Retype every line below precisely as it appears.

(Items from a data source)
++++++

//! REST client for the chat platform.

use crate::config::BotConfig;
use crate::error::{PlatformError, PlatformResult};
use crate::platform::{AuthorityLookup, ChannelDirectory};
use async_trait::async_trait;
use reqwest::{Method, RequestBuilder, Response, StatusCode};
use serde::Deserialize;
use serde::de::DeserializeOwned;
use serde_json::{Value, json};
use std::time::Duration;
use ticketd_proto::{
    ActionRow, ApplicationId, ChannelId, ChannelInfo, ChannelKind, CreateChannel, GuildId,
    InteractionId, InteractionResponse, MessageId, OutgoingMessage, OverwriteTarget,
    PermissionEdit, Permissions, RoleId, UserId,
};
use tracing::{debug, info};

const REQUEST_TIMEOUT: Duration = Duration::from_secs(10);

#[derive(Deserialize)]
struct Created {
    id: MessageId,
}

#[derive(Deserialize)]
struct Member {
    #[serde(default)]
    roles: Vec<RoleId>,
}

#[derive(Deserialize)]
struct Role {
    id: RoleId,
    permissions: Permissions,
}

#[derive(Deserialize)]
struct PartialGuild {
    id: GuildId,
}

/// Bot-token authenticated REST client.
pub struct DiscordRest {
    http: reqwest::Client,
    base: String,
    token: String,
    application: ApplicationId,
    admin_role: Option<RoleId>,
}

impl DiscordRest {
    pub fn new(config: &BotConfig) -> Self {
        let http = reqwest::Client::builder()
            .timeout(REQUEST_TIMEOUT)
            .user_agent(concat!("ticketd/", env!("CARGO_PKG_VERSION")))
            .build()
            .unwrap_or_else(|_| reqwest::Client::new());
        Self {
            http,
            base: config.api_base.trim_end_matches('/').to_string(),
            token: config.token.clone(),
            application: config.application_id,
            admin_role: config.admin_role_id,
        }
    }

    fn request(&self, method: Method, path: &str) -> RequestBuilder {
        self.http
            .request(method, format!("{}{}", self.base, path))
            .header("Authorization", format!("Bot {}", self.token))
    }

    async fn checked(response: Response) -> PlatformResult<Response> {
        let status = response.status();
        if status.is_success() {
            return Ok(response);
        }
        let body = response.text().await.unwrap_or_default();
        if status == StatusCode::NOT_FOUND {
            Err(PlatformError::NotFound(body))
        } else {
            Err(PlatformError::Status {
                status: status.as_u16(),
                body,
            })
        }
    }

    async fn call<T: DeserializeOwned>(&self, request: RequestBuilder) -> PlatformResult<T> {
        let response = Self::checked(request.send().await?).await?;
        Ok(response.json().await?)
    }

    async fn call_empty(&self, request: RequestBuilder) -> PlatformResult<()> {
        Self::checked(request.send().await?).await?;
        Ok(())
    }

    /// Replace the guild commands of every guild the bot is in. Returns the
    /// number of guilds updated.
    pub async fn register_commands(&self, commands: &Value) -> PlatformResult<usize> {
        let guilds: Vec<PartialGuild> = self
            .call(self.request(Method::GET, "/users/@me/guilds"))
            .await?;
        for guild in &guilds {
            let path = format!("/applications/{}/guilds/{}/commands", self.application, guild.id);
            self.call_empty(self.request(Method::PUT, &path).json(commands))
                .await?;
            debug!(guild = %guild.id, "Registered commands");
        }
        info!(guilds = guilds.len(), "Slash commands registered");
        Ok(guilds.len())
    }

    /// Send an initial response after the HTTP reply window has passed.
    pub async fn create_response(
        &self,
        interaction: InteractionId,
        token: &str,
        response: &InteractionResponse,
    ) -> PlatformResult<()> {
        let path = format!("/interactions/{interaction}/{token}/callback");
        self.call_empty(self.request(Method::POST, &path).json(response))
            .await
    }

    /// Edit the message an interaction was acknowledged with. Used once a
    /// deferred acknowledgement has already been sent.
    pub async fn edit_original(&self, token: &str, body: &Value) -> PlatformResult<()> {
        let path = format!("/webhooks/{}/{token}/messages/@original", self.application);
        self.call_empty(self.request(Method::PATCH, &path).json(body))
            .await
    }

    /// Post a follow-up message through the interaction webhook.
    pub async fn create_followup(&self, token: &str, message: &OutgoingMessage) -> PlatformResult<()> {
        let path = format!("/webhooks/{}/{token}", self.application);
        self.call_empty(self.request(Method::POST, &path).json(message))
            .await
    }
}

#[async_trait]
impl ChannelDirectory for DiscordRest {
    async fn fetch(&self, channel: ChannelId) -> PlatformResult<ChannelInfo> {
        self.call(self.request(Method::GET, &format!("/channels/{channel}")))
            .await
    }

    async fn find_by_topic(
        &self,
        guild: GuildId,
        topic: &str,
    ) -> PlatformResult<Option<ChannelInfo>> {
        let channels: Vec<ChannelInfo> = self
            .call(self.request(Method::GET, &format!("/guilds/{guild}/channels")))
            .await?;
        Ok(channels
            .into_iter()
            .find(|c| c.kind == ChannelKind::Text && c.topic.as_deref() == Some(topic)))
    }

    async fn create(&self, guild: GuildId, request: CreateChannel) -> PlatformResult<ChannelInfo> {
        self.call(
            self.request(Method::POST, &format!("/guilds/{guild}/channels"))
                .json(&request),
        )
        .await
    }

    async fn rename(&self, channel: ChannelId, name: &str) -> PlatformResult<()> {
        self.call_empty(
            self.request(Method::PATCH, &format!("/channels/{channel}"))
                .json(&json!({ "name": name })),
        )
        .await
    }

    async fn delete(&self, channel: ChannelId) -> PlatformResult<()> {
        self.call_empty(self.request(Method::DELETE, &format!("/channels/{channel}")))
            .await
    }

    async fn edit_member_overwrite(
        &self,
        channel: ChannelId,
        member: UserId,
        edit: PermissionEdit,
    ) -> PlatformResult<()> {
        // The endpoint replaces the overwrite, so merge into the current one.
        let info = self.fetch(channel).await?;
        let (mut allow, mut deny) = info
            .member_overwrite(member)
            .map(|ow| (ow.allow, ow.deny))
            .unwrap_or_default();
        edit.apply(&mut allow, &mut deny);
        let target = OverwriteTarget::Member(member);
        self.call_empty(
            self.request(Method::PUT, &format!("/channels/{channel}/permissions/{member}"))
                .json(&json!({ "type": target.wire_type(), "allow": allow, "deny": deny })),
        )
        .await
    }

    async fn send_message(
        &self,
        channel: ChannelId,
        message: OutgoingMessage,
    ) -> PlatformResult<MessageId> {
        let created: Created = self
            .call(
                self.request(Method::POST, &format!("/channels/{channel}/messages"))
                    .json(&message),
            )
            .await?;
        Ok(created.id)
    }

    async fn edit_components(
        &self,
        channel: ChannelId,
        message: MessageId,
        rows: Vec<ActionRow>,
    ) -> PlatformResult<()> {
        self.call_empty(
            self.request(Method::PATCH, &format!("/channels/{channel}/messages/{message}"))
                .json(&json!({ "components": rows })),
        )
        .await
    }
}

#[async_trait]
impl AuthorityLookup for DiscordRest {
    async fn is_admin(&self, guild: GuildId, user: UserId) -> PlatformResult<bool> {
        let member: Member = self
            .call(self.request(Method::GET, &format!("/guilds/{guild}/members/{user}")))
            .await?;
        if self
            .admin_role
            .is_some_and(|role| member.roles.contains(&role))
        {
            return Ok(true);
        }
        let roles: Vec<Role> = self
            .call(self.request(Method::GET, &format!("/guilds/{guild}/roles")))
            .await?;
        let everyone = guild.everyone_role();
        Ok(roles.iter().any(|role| {
            (role.id == everyone || member.roles.contains(&role.id))
                && role.permissions.contains(Permissions::ADMINISTRATOR)
        }))
    }
}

++++++

Task response:
//! REST client for the chat platform.

use crate::config::BotConfig;
use crate::error::{PlatformError, PlatformResult};
use crate::platform::{AuthorityLookup, ChannelDirectory};
use async_trait::async_trait;
use reqwest::{Method, RequestBuilder, Response, StatusCode};
use serde::Deserialize;
use serde::de::DeserializeOwned;
use serde_json::{Value, json};
use std::time::Duration;
use ticketd_proto::{
    ActionRow, ApplicationId, ChannelId, ChannelInfo, ChannelKind, CreateChannel, GuildId,
    InteractionId, InteractionResponse, MessageId, OutgoingMessage, OverwriteTarget,
    PermissionEdit, Permissions, RoleId, UserId,
};
use tracing::{debug, info};

const REQUEST_TIMEOUT: Duration = Duration::from_secs(10);

#[derive(Deserialize)]
struct Created {
    id: MessageId,
}

#[derive(Deserialize)]
struct Member {
    #[serde(default)]
    roles: Vec<RoleId>,
}

#[derive(Deserialize)]
struct Role {
    id: RoleId,
    permissions: Permissions,
}

#[derive(Deserialize)]
struct PartialGuild {
    id: GuildId,
}

/// Bot-token authenticated REST client.
pub struct DiscordRest {
    http: reqwest::Client,
    base: String,
    token: String,
    application: ApplicationId,
    admin_role: Option<RoleId>,
}

impl DiscordRest {
    pub fn new(config: &BotConfig) -> Self {
        let http = reqwest::Client::builder()
            .timeout(REQUEST_TIMEOUT)
            .user_agent(concat!("ticketd/", env!("CARGO_PKG_VERSION")))
            .build()
            .unwrap_or_else(|_| reqwest::Client::new());
        Self {
            http,
            base: config.api_base.trim_end_matches('/').to_string(),
            token: config.token.clone(),
            application: config.application_id,
            admin_role: config.admin_role_id,
        }
    }

    fn request(&self, method: Method, path: &str) -> RequestBuilder {
        self.http
            .request(method, format!("{}{}", self.base, path))
            .header("Authorization", format!("Bot {}", self.token))
    }

    async fn checked(response: Response) -> PlatformResult<Response> {
        let status = response.status();
        if status.is_success() {
            return Ok(response);
        }
        let body = response.text().await.unwrap_or_default();
        if status == StatusCode::NOT_FOUND {
            Err(PlatformError::NotFound(body))
        } else {
            Err(PlatformError::Status {
                status: status.as_u16(),
                body,
            })
        }
    }

    async fn call<T: DeserializeOwned>(&self, request: RequestBuilder) -> PlatformResult<T> {
        let response = Self::checked(request.send().await?).await?;
        Ok(response.json().await?)
    }

    async fn call_empty(&self, request: RequestBuilder) -> PlatformResult<()> {
        Self::checked(request.send().await?).await?;
        Ok(())
    }

    /// Replace the guild commands of every guild the bot is in. Returns the
    /// number of guilds updated.
    pub async fn register_commands(&self, commands: &Value) -> PlatformResult<usize> {
        let guilds: Vec<PartialGuild> = self
            .call(self.request(Method::GET, "/users/@me/guilds"))
            .await?;
        for guild in &guilds {
            let path = format!("/applications/{}/guilds/{}/commands", self.application, guild.id);
            self.call_empty(self.request(Method::PUT, &path).json(commands))
                .await?;
            debug!(guild = %guild.id, "Registered commands");
        }
        info!(guilds = guilds.len(), "Slash commands registered");
        Ok(guilds.len())
    }

    /// Send an initial response after the HTTP reply window has passed.
    pub async fn create_response(
        &self,
        interaction: InteractionId,
        token: &str,
        response: &InteractionResponse,
    ) -> PlatformResult<()> {
        let path = format!("/interactions/{interaction}/{token}/callback");
        self.call_empty(self.request(Method::POST, &path).json(response))
            .await
    }

    /// Edit the message an interaction was acknowledged with. Used once a
    /// deferred acknowledgement has already been sent.
    pub async fn edit_original(&self, token: &str, body: &Value) -> PlatformResult<()> {
        let path = format!("/webhooks/{}/{token}/messages/@original", self.application);
        self.call_empty(self.request(Method::PATCH, &path).json(body))
            .await
    }

    /// Post a follow-up message through the interaction webhook.
    pub async fn create_followup(&self, token: &str, message: &OutgoingMessage) -> PlatformResult<()> {
        let path = format!("/webhooks/{}/{token}", self.application);
        self.call_empty(self.request(Method::POST, &path).json(message))
            .await
    }
}

#[async_trait]
impl ChannelDirectory for DiscordRest {
    async fn fetch(&self, channel: ChannelId) -> PlatformResult<ChannelInfo> {
        self.call(self.request(Method::GET, &format!("/channels/{channel}")))
            .await
    }

    async fn find_by_topic(
        &self,
        guild: GuildId,
        topic: &str,
    ) -> PlatformResult<Option<ChannelInfo>> {
        let channels: Vec<ChannelInfo> = self
            .call(self.request(Method::GET, &format!("/guilds/{guild}/channels")))
            .await?;
        Ok(channels
            .into_iter()
            .find(|c| c.kind == ChannelKind::Text && c.topic.as_deref() == Some(topic)))
    }

    async fn create(&self, guild: GuildId, request: CreateChannel) -> PlatformResult<ChannelInfo> {
        self.call(
            self.request(Method::POST, &format!("/guilds/{guild}/channels"))
                .json(&request),
        )
        .await
    }

    async fn rename(&self, channel: ChannelId, name: &str) -> PlatformResult<()> {
        self.call_empty(
            self.request(Method::PATCH, &format!("/channels/{channel}"))
                .json(&json!({ "name": name })),
        )
        .await
    }

    async fn delete(&self, channel: ChannelId) -> PlatformResult<()> {
        self.call_empty(self.request(Method::DELETE, &format!("/channels/{channel}")))
            .await
    }

    async fn edit_member_overwrite(
        &self,
        channel: ChannelId,
        member: UserId,
        edit: PermissionEdit,
    ) -> PlatformResult<()> {
        // The endpoint replaces the overwrite, so merge into the current one.
        let info = self.fetch(channel).await?;
        let (mut allow, mut deny) = info
            .member_overwrite(member)
            .map(|ow| (ow.allow, ow.deny))
            .unwrap_or_default();
        edit.apply(&mut allow, &mut deny);
        let target = OverwriteTarget::Member(member);
        self.call_empty(
            self.request(Method::PUT, &format!("/channels/{channel}/permissions/{member}"))
                .json(&json!({ "type": target.wire_type(), "allow": allow, "deny": deny })),
        )
        .await
    }

    async fn send_message(
        &self,
        channel: ChannelId,
        message: OutgoingMessage,
    ) -> PlatformResult<MessageId> {
        let created: Created = self
            .call(
                self.request(Method::POST, &format!("/channels/{channel}/messages"))
                    .json(&message),
            )
            .await?;
        Ok(created.id)
    }

    async fn edit_components(
        &self,
        channel: ChannelId,
        message: MessageId,
        rows: Vec<ActionRow>,
    ) -> PlatformResult<()> {
        self.call_empty(
            self.request(Method::PATCH, &format!("/channels/{channel}/messages/{message}"))
                .json(&json!({ "components": rows })),
        )
        .await
    }
}

#[async_trait]
impl AuthorityLookup for DiscordRest {
    async fn is_admin(&self, guild: GuildId, user: UserId) -> PlatformResult<bool> {
        let member: Member = self
            .call(self.request(Method::GET, &format!("/guilds/{guild}/members/{user}")))
            .await?;
        if self
            .admin_role
            .is_some_and(|role| member.roles.contains(&role))
        {
            return Ok(true);
        }
        let roles: Vec<Role> = self
            .call(self.request(Method::GET, &format!("/guilds/{guild}/roles")))
            .await?;
        let everyone = guild.everyone_role();
        Ok(roles.iter().any(|role| {
            (role.id == everyone || member.roles.contains(&role.id))
                && role.permissions.contains(Permissions::ADMINISTRATOR)
        }))
    }
}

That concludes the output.